What you are asked to do
When you find the word "OGRLayerH" in a line of the entries, please copy the whole line.

Stored records
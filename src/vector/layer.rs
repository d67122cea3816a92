use std::ffi::{c_char, c_int, CString};
use std::marker::PhantomData;
use std::ptr::null;

use gdal_sys::{OGREnvelope, OGRErr, OGRFeatureDefnH, OGRLayerH};

use crate::cpl::CslStringList;
use crate::dataset::Dataset;
use crate::errors::*;
use crate::read::BoundingBox;
use crate::spatial_ref::crs_to_string;
use crate::utils::{_string, _string_opt};
use crate::vector::defn::{field_defs, FieldDef};
use crate::vector::{Feature, GeometryType};

/// Layer capabilities, as tested by `OGR_L_TestCapability`.
#[derive(Clone, Copy, Debug, PartialEq, Eq)]
pub enum LayerCaps {
    /// `OLCRandomRead`
    RandomRead,
    /// `OLCSequentialWrite`
    SequentialWrite,
    /// `OLCFastSpatialFilter`
    FastSpatialFilter,
    /// `OLCFastFeatureCount`
    FastFeatureCount,
    /// `OLCFastGetExtent`
    FastGetExtent,
    /// `OLCFastSetNextByIndex`
    FastSetNextByIndex,
    /// `OLCCreateField`
    CreateField,
    /// `OLCIgnoreFields`
    IgnoreFields,
    /// `OLCStringsAsUTF8`
    StringsAsUtf8,
}

impl LayerCaps {
    fn name(self) -> &'static std::ffi::CStr {
        match self {
            LayerCaps::RandomRead => c"RandomRead",
            LayerCaps::SequentialWrite => c"SequentialWrite",
            LayerCaps::FastSpatialFilter => c"FastSpatialFilter",
            LayerCaps::FastFeatureCount => c"FastFeatureCount",
            LayerCaps::FastGetExtent => c"FastGetExtent",
            LayerCaps::FastSetNextByIndex => c"FastSetNextByIndex",
            LayerCaps::CreateField => c"CreateField",
            LayerCaps::IgnoreFields => c"IgnoreFields",
            LayerCaps::StringsAsUtf8 => c"StringsAsUTF8",
        }
    }
}

/// Layer in a vector dataset
///
/// A layer is a borrowed view of its [`Dataset`] and cannot outlive it.
///
/// ```no_run
/// use ogrio::Dataset;
///
/// let dataset = Dataset::open("fixtures/regions.geojson").unwrap();
/// let layer = dataset.layer(0).unwrap();
/// println!("{} has {:?} features", layer.name(), layer.feature_count(false));
/// ```
#[derive(Debug)]
pub struct Layer<'a> {
    c_layer: OGRLayerH,
    c_defn: OGRFeatureDefnH,
    phantom: PhantomData<&'a Dataset>,
}

impl<'a> Layer<'a> {
    /// Creates a new Layer from a GDAL layer pointer
    ///
    /// # Safety
    /// This method operates on a raw C pointer
    pub(crate) unsafe fn from_c_layer(_: &'a Dataset, c_layer: OGRLayerH) -> Layer<'a> {
        let c_defn = gdal_sys::OGR_L_GetLayerDefn(c_layer);
        Layer {
            c_layer,
            c_defn,
            phantom: PhantomData,
        }
    }

    /// Returns the wrapped C pointer
    ///
    /// # Safety
    /// This method returns a raw C pointer
    pub unsafe fn c_layer(&self) -> OGRLayerH {
        self.c_layer
    }

    /// Returns the C pointer of the layer definition
    ///
    /// # Safety
    /// This method returns a raw C pointer
    pub unsafe fn c_defn(&self) -> OGRFeatureDefnH {
        self.c_defn
    }

    pub fn name(&self) -> String {
        let rv = unsafe { gdal_sys::OGR_L_GetName(self.c_layer) };
        _string(rv)
    }

    pub fn geometry_type(&self) -> GeometryType {
        GeometryType::from_raw(unsafe { gdal_sys::OGR_L_GetGeomType(self.c_layer) })
    }

    /// CRS of the layer, `AUTHORITY:CODE` when identifiable and WKT otherwise.
    pub fn crs(&self) -> Result<Option<String>> {
        unsafe { crs_to_string(gdal_sys::OGR_L_GetSpatialRef(self.c_layer)) }
    }

    /// The attribute fields of the layer, in definition order.
    pub fn fields(&self) -> Vec<FieldDef> {
        unsafe { field_defs(self.c_defn) }
    }

    /// Name of the column holding feature ids, if the driver exposes one.
    pub fn fid_column(&self) -> Option<String> {
        _string_opt(unsafe { gdal_sys::OGR_L_GetFIDColumn(self.c_layer) })
    }

    /// Name of the geometry column, if the driver exposes one.
    pub fn geometry_column(&self) -> Option<String> {
        _string_opt(unsafe { gdal_sys::OGR_L_GetGeometryColumn(self.c_layer) })
    }

    pub fn has_capability(&self, capability: LayerCaps) -> bool {
        unsafe { gdal_sys::OGR_L_TestCapability(self.c_layer, capability.name().as_ptr()) == 1 }
    }

    /// Number of features matching the current filters.
    ///
    /// Without `force`, only drivers that can count cheaply answer; the others return `None`
    /// instead of scanning the layer.
    pub fn feature_count(&self, force: bool) -> Option<u64> {
        let rv = unsafe { gdal_sys::OGR_L_GetFeatureCount(self.c_layer, force as c_int) };
        u64::try_from(rv).ok()
    }

    /// Extent of the layer; without `force`, `None` unless the driver knows it cheaply.
    pub fn extent(&self, force: bool) -> Option<BoundingBox> {
        let mut envelope = OGREnvelope {
            MinX: 0.0,
            MaxX: 0.0,
            MinY: 0.0,
            MaxY: 0.0,
        };
        let rv = unsafe { gdal_sys::OGR_L_GetExtent(self.c_layer, &mut envelope, force as c_int) };
        if rv != OGRErr::OGRERR_NONE {
            return None;
        }
        Some(BoundingBox::from(envelope))
    }

    /// Restricts iteration to features whose geometry intersects `bbox`.
    pub fn set_spatial_filter_rect(&mut self, bbox: &BoundingBox) {
        unsafe {
            gdal_sys::OGR_L_SetSpatialFilterRect(
                self.c_layer,
                bbox.min_x,
                bbox.min_y,
                bbox.max_x,
                bbox.max_y,
            )
        };
    }

    pub fn clear_spatial_filter(&mut self) {
        unsafe { gdal_sys::OGR_L_SetSpatialFilter(self.c_layer, std::ptr::null_mut()) };
    }

    /// Restricts iteration to features matching `query`, an OGR SQL `WHERE` expression.
    pub fn set_attribute_filter(&mut self, query: &str) -> Result<()> {
        let c_str = CString::new(query)?;
        let rv = unsafe { gdal_sys::OGR_L_SetAttributeFilter(self.c_layer, c_str.as_ptr()) };
        if rv != OGRErr::OGRERR_NONE {
            let msg = _string(unsafe { gdal_sys::CPLGetLastErrorMsg() });
            return Err(OgrioError::BadArgument(format!(
                "Invalid attribute filter '{query}': {msg}"
            )));
        }
        Ok(())
    }

    pub fn clear_attribute_filter(&mut self) {
        unsafe { gdal_sys::OGR_L_SetAttributeFilter(self.c_layer, null()) };
    }

    /// Tells the driver it may skip decoding the named fields; `OGR_GEOMETRY` names the
    /// geometry. An empty list decodes everything again.
    pub fn set_ignored_fields(&mut self, fields: &[&str]) -> Result<()> {
        let mut list = CslStringList::new();
        for field in fields {
            list.add_string(field)?;
        }
        let c_fields = if list.is_empty() {
            null()
        } else {
            list.as_const_ptr()
        };
        let rv =
            unsafe { gdal_sys::OGR_L_SetIgnoredFields(self.c_layer, c_fields as *mut *const c_char) };
        if rv != OGRErr::OGRERR_NONE {
            return Err(OgrioError::OgrError {
                err: rv,
                method_name: "OGR_L_SetIgnoredFields",
            });
        }
        Ok(())
    }

    /// Restarts sequential reading at the first feature.
    pub fn reset_reading(&mut self) {
        unsafe { gdal_sys::OGR_L_ResetReading(self.c_layer) };
    }

    /// Next feature in iteration order, or `None` at the end of the layer.
    ///
    /// A native failure also ends the iteration; the caller's [`ErrorScope`] sees it.
    ///
    /// [`ErrorScope`]: crate::error_stack::ErrorScope
    pub fn next_feature(&mut self) -> Option<Feature<'a>> {
        let c_feature = unsafe { gdal_sys::OGR_L_GetNextFeature(self.c_layer) };
        if c_feature.is_null() {
            None
        } else {
            Some(unsafe { Feature::from_c_feature(c_feature) })
        }
    }

    /// Moves the read cursor so that the next feature returned is the `index`-th one.
    pub fn set_next_by_index(&mut self, index: u64) -> Result<()> {
        let index = i64::try_from(index)
            .map_err(|_| OgrioError::BadArgument(format!("feature index {index} is too large")))?;
        let rv = unsafe { gdal_sys::OGR_L_SetNextByIndex(self.c_layer, index) };
        if rv != OGRErr::OGRERR_NONE {
            return Err(OgrioError::OgrError {
                err: rv,
                method_name: "OGR_L_SetNextByIndex",
            });
        }
        Ok(())
    }

    /// Fetches the feature with id `fid`, if it exists.
    pub fn feature(&self, fid: i64) -> Option<Feature<'a>> {
        let c_feature = unsafe { gdal_sys::OGR_L_GetFeature(self.c_layer, fid) };
        if c_feature.is_null() {
            None
        } else {
            Some(unsafe { Feature::from_c_feature(c_feature) })
        }
    }

    /// Creates an empty feature bound to this layer's definition.
    pub fn new_feature(&self) -> Result<Feature<'a>> {
        unsafe { Feature::new(self.c_defn) }
    }

    /// Writes `feature` to the layer as a new feature.
    pub fn create_feature(&mut self, feature: &mut Feature<'_>) -> Result<()> {
        let rv = unsafe { gdal_sys::OGR_L_CreateFeature(self.c_layer, feature.c_feature()) };
        if rv != OGRErr::OGRERR_NONE {
            return Err(OgrioError::OgrError {
                err: rv,
                method_name: "OGR_L_CreateFeature",
            });
        }
        Ok(())
    }
}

Solution for this problem
use gdal_sys::{OGREnvelope, OGRErr, OGRFeatureDefnH, OGRLayerH};
    c_layer: OGRLayerH,
    pub(crate) unsafe fn from_c_layer(_: &'a Dataset, c_layer: OGRLayerH) -> Layer<'a> {
    pub unsafe fn c_layer(&self) -> OGRLayerH {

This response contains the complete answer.